Someone asked this question last week when I posted my “back to basics” vSphere Replication blog. I guess protecting vCenter Server isn’t too difficult but how about recovering it after a failure?
Those who have used vSphere Replication know that you need vCenter Server to click “Recover”. In a dual vCenter Server configuration that is not a problem. But what if you just want to protect your vCenter Server virtual machine and replicate it to a second piece of storage. I tested this and then “killed” my vCenter Server. How do I get my vCenter Server up and running again from this replica?

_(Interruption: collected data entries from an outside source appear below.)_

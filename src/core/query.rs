// src/core/query.rs
//! List query parameters shared by every list endpoint, and the row
//! predicates that keep a filtered page honest.

use serde::{Deserialize, Serialize};
use std::fmt;
use std::str::FromStr;

use crate::types::{
    Application, ApplicationStatus, BlogPost, Class, Course, EmploymentType, ExperienceLevel,
    Job, User, UserRole,
};

pub const DEFAULT_PAGE_SIZE: u32 = 10;

#[derive(Debug, Clone, Copy, PartialEq, Eq, Serialize, Deserialize)]
#[serde(rename_all = "lowercase")]
pub enum SortOrder {
    Asc,
    Desc,
}

impl SortOrder {
    pub fn as_str(&self) -> &'static str {
        match self {
            SortOrder::Asc => "asc",
            SortOrder::Desc => "desc",
        }
    }
}

impl fmt::Display for SortOrder {
    fn fmt(&self, f: &mut fmt::Formatter<'_>) -> fmt::Result {
        f.write_str(self.as_str())
    }
}

impl FromStr for SortOrder {
    type Err = String;

    fn from_str(s: &str) -> Result<Self, Self::Err> {
        match s.to_lowercase().as_str() {
            "asc" => Ok(SortOrder::Asc),
            "desc" => Ok(SortOrder::Desc),
            other => Err(format!("unknown sort order '{}', use asc or desc", other)),
        }
    }
}

/// Filter, sort and paging parameters for a list call.
/// Unset and blank values are never put on the wire.
#[derive(Debug, Clone, Default, PartialEq)]
pub struct ListQuery {
    pub skip: Option<u64>,
    pub limit: Option<u32>,
    pub page: Option<u32>,
    pub category: Option<String>,
    pub location: Option<String>,
    pub remote: Option<bool>,
    pub employment_type: Option<EmploymentType>,
    pub experience_level: Option<ExperienceLevel>,
    pub search: Option<String>,
    pub sort_by: Option<String>,
    pub sort_order: Option<SortOrder>,
    pub status: Option<ApplicationStatus>,
    pub role: Option<UserRole>,
    pub job_id: Option<String>,
}

impl ListQuery {
    pub fn new() -> Self {
        Self::default()
    }

    /// 1-based page with `per_page` rows; fills page, limit and skip together
    pub fn paged(mut self, page: u32, per_page: u32) -> Self {
        let page = page.max(1);
        let per_page = per_page.max(1);
        self.page = Some(page);
        self.limit = Some(per_page);
        self.skip = Some(u64::from(page - 1) * u64::from(per_page));
        self
    }

    pub fn category(mut self, category: impl Into<String>) -> Self {
        self.category = Some(category.into());
        self
    }

    pub fn search(mut self, text: impl Into<String>) -> Self {
        self.search = Some(text.into());
        self
    }

    pub fn status(mut self, status: ApplicationStatus) -> Self {
        self.status = Some(status);
        self
    }

    pub fn role(mut self, role: UserRole) -> Self {
        self.role = Some(role);
        self
    }

    pub fn sort(mut self, field: impl Into<String>, order: SortOrder) -> Self {
        self.sort_by = Some(field.into());
        self.sort_order = Some(order);
        self
    }

    pub fn page_size(&self) -> u32 {
        self.limit.unwrap_or(DEFAULT_PAGE_SIZE)
    }

    pub fn current_page(&self) -> u32 {
        self.page.unwrap_or(1)
    }

    /// Query string pairs in a stable order
    pub fn to_pairs(&self) -> Vec<(String, String)> {
        let mut pairs = Vec::new();

        let mut push = |key: &str, value: Option<String>| {
            if let Some(value) = value {
                let value = value.trim().to_string();
                if !value.is_empty() {
                    pairs.push((key.to_string(), value));
                }
            }
        };

        push("skip", self.skip.map(|v| v.to_string()));
        push("limit", self.limit.map(|v| v.to_string()));
        push("page", self.page.map(|v| v.to_string()));
        push("category", self.category.clone());
        push("location", self.location.clone());
        push("remote", self.remote.map(|v| v.to_string()));
        push(
            "employment_type",
            self.employment_type.map(|v| v.as_str().to_string()),
        );
        push(
            "experience_level",
            self.experience_level.map(|v| v.as_str().to_string()),
        );
        push("search", self.search.clone());
        push("sort_by", self.sort_by.clone());
        push("sort_order", self.sort_order.map(|v| v.as_str().to_string()));
        push("status", self.status.map(|v| v.as_str().to_string()));
        push("role", self.role.map(|v| v.as_str().to_string()));
        push("job_id", self.job_id.clone());

        pairs
    }
}

/// Whether a returned row satisfies the enum-valued filters of a query.
/// Free-text search is left to the server.
pub trait RowFilter<T> {
    fn matches(&self, item: &T) -> bool;
}

fn same_text(wanted: &Option<String>, actual: Option<&str>) -> bool {
    match wanted.as_deref().map(str::trim) {
        None | Some("") => true,
        Some(wanted) => actual.map_or(false, |actual| actual.trim().eq_ignore_ascii_case(wanted)),
    }
}

fn same<V: PartialEq + Copy>(wanted: Option<V>, actual: V) -> bool {
    wanted.map_or(true, |wanted| wanted == actual)
}

impl RowFilter<Job> for ListQuery {
    fn matches(&self, job: &Job) -> bool {
        same_text(&self.category, job.category.as_deref())
            && same(self.employment_type, job.employment_type)
            && same(self.experience_level, job.experience_level)
            && self.remote.map_or(true, |remote| !remote || job.location.remote)
    }
}

impl RowFilter<Application> for ListQuery {
    fn matches(&self, application: &Application) -> bool {
        same(self.status, application.status)
            && same_text(&self.job_id, Some(application.job_id.as_str()))
    }
}

impl RowFilter<User> for ListQuery {
    fn matches(&self, user: &User) -> bool {
        same(self.role, user.role)
    }
}

impl RowFilter<BlogPost> for ListQuery {
    fn matches(&self, post: &BlogPost) -> bool {
        same_text(&self.category, post.category.as_deref())
    }
}

impl RowFilter<Course> for ListQuery {
    fn matches(&self, course: &Course) -> bool {
        same_text(&self.category, course.category.as_deref())
    }
}

impl RowFilter<Class> for ListQuery {
    fn matches(&self, _class: &Class) -> bool {
        true
    }
}

#[cfg(test)]
mod tests {
    use super::*;

    fn expected(pairs: &[(&str, &str)]) -> Vec<(String, String)> {
        pairs
            .iter()
            .map(|(k, v)| (k.to_string(), v.to_string()))
            .collect()
    }

    #[test]
    fn test_empty_query_sends_nothing() {
        assert!(ListQuery::new().to_pairs().is_empty());
    }

    #[test]
    fn test_blank_values_are_dropped() {
        let query = ListQuery::new().search("   ").category("Engineering");
        assert_eq!(query.to_pairs(), expected(&[("category", "Engineering")]));
    }

    #[test]
    fn test_paging_sets_skip() {
        let query = ListQuery::new().paged(3, 20);
        assert_eq!(
            query.to_pairs(),
            expected(&[("skip", "40"), ("limit", "20"), ("page", "3")])
        );
        assert_eq!(ListQuery::new().paged(0, 10).skip, Some(0));
    }

    #[test]
    fn test_enum_filters_use_wire_values() {
        let query = ListQuery {
            employment_type: Some(EmploymentType::PartTime),
            experience_level: Some(ExperienceLevel::Entry),
            remote: Some(true),
            ..Default::default()
        }
        .status(ApplicationStatus::Interview)
        .sort("created_at", SortOrder::Desc);

        assert_eq!(
            query.to_pairs(),
            expected(&[
                ("remote", "true"),
                ("employment_type", "part_time"),
                ("experience_level", "entry"),
                ("sort_by", "created_at"),
                ("sort_order", "desc"),
                ("status", "interview"),
            ])
        );
    }

    #[test]
    fn test_application_row_filter() {
        let app: Application = serde_json::from_value(serde_json::json!({
            "id": "a1", "job_id": "j1", "status": "reviewing"
        }))
        .unwrap();

        assert!(ListQuery::new().matches(&app));
        assert!(ListQuery::new()
            .status(ApplicationStatus::Reviewing)
            .matches(&app));
        assert!(!ListQuery::new()
            .status(ApplicationStatus::Applied)
            .matches(&app));
    }
}
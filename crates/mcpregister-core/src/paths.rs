use directories::ProjectDirs;
use std::path::PathBuf;

#[derive(Debug, Clone)]
pub struct RegisterPaths {
    pub runtime_directory: PathBuf,
    pub audit_log_path: PathBuf,
}

impl RegisterPaths {
    pub fn detect() -> Self {
        if let Ok(override_dir) = std::env::var("MCP_REGISTER_RUNTIME_DIR") {
            if !override_dir.trim().is_empty() {
                return Self::from_runtime(PathBuf::from(override_dir));
            }
        }

        if let Some(project_dirs) = ProjectDirs::from("dev", "mcpregister", "McpRegister") {
            return Self::from_runtime(project_dirs.data_dir().to_path_buf());
        }

        if let Some(home) = home_dir() {
            return Self::from_runtime(home.join(".mcpregister"));
        }

        Self::from_runtime(PathBuf::from(".mcpregister"))
    }

    pub fn from_runtime(runtime_directory: PathBuf) -> Self {
        let audit_log_path = runtime_directory.join("audit-log.json");
        Self {
            runtime_directory,
            audit_log_path,
        }
    }

    pub fn ensure_runtime_dir(&self) -> Result<(), std::io::Error> {
        std::fs::create_dir_all(&self.runtime_directory)
    }
}

pub fn home_dir() -> Option<PathBuf> {
    std::env::var_os("HOME")
        .map(PathBuf::from)
        .or_else(|| directories::BaseDirs::new().map(|d| d.home_dir().to_path_buf()))
}

pub fn config_dir() -> Option<PathBuf> {
    directories::BaseDirs::new().map(|d| d.config_dir().to_path_buf())
}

Let me start by saying that this is unsupported as far as I know. So lets start by checking the folder in which the replica of the vCenter Server resides:
8.5K Sep 21 09:46 hbrcfg.GID-d69c6cad-42a5-474a-86c4-c3158d1a3b42.6.nvram.18 3.4K Sep 21 09:46 hbrcfg.GID-d69c6cad-42a5-474a-86c4-c3158d1a3b42.6.vmx.16 267 Sep 21 09:46 hbrcfg.GID-d69c6cad-42a5-474a-86c4-c3158d1a3b42.6.vmxf.17 124.0K Sep 21 09:46 hbrdisk.RDID-9786ae39-cd3a-4773-be63-cd1bc3641d59.14.175750085646519-delta.vmdk 379 Sep 21 09:46 hbrdisk.RDID-9786ae39-cd3a-4773-be63-cd1bc3641d59.14.175750085646519.vmdk 52.0K Sep 21 09:46 hbrdisk.RDID-ae17cfad-c8d8-460c-99a1-8f26ff1133b9.13.43820857661344-delta.vmdk 375 Sep 21 09:46 hbrdisk.RDID-ae17cfad-c8d8-460c-99a1-8f26ff1133b9.13.43820857661344.vmdk 4.1K Sep 21 09:46 hbrgrp.GID-d69c6cad-42a5-474a-86c4-c3158d1a3b42.txt 25.0G Sep 21 09:46 vcenter-tm01-flat.vmdk 473 Sep 21 09:46 vcenter-tm01.vmdk 60.0G Sep 21 09:46 vcenter-tm01_1-flat.vmdk 476 Sep 21 09:46 vcenter-tm01_1.vmdk
As you can see the folder contains a lot of files we are familiar with… Especially the vmdk files and the vmx files is something we can work with. So how would we get this vcenter up and running. Lets look at the vmxf file first as that will reveal the original name of the vmx file:
<vmxPathName type="string">vcenter-tm01.vmx</vmxPathName></VM></Foundry>
Next I am going to copy the “.nvram”, “.vmx” and “.vmxf” file and give them the name “vcenter-tm01.nvram” etc.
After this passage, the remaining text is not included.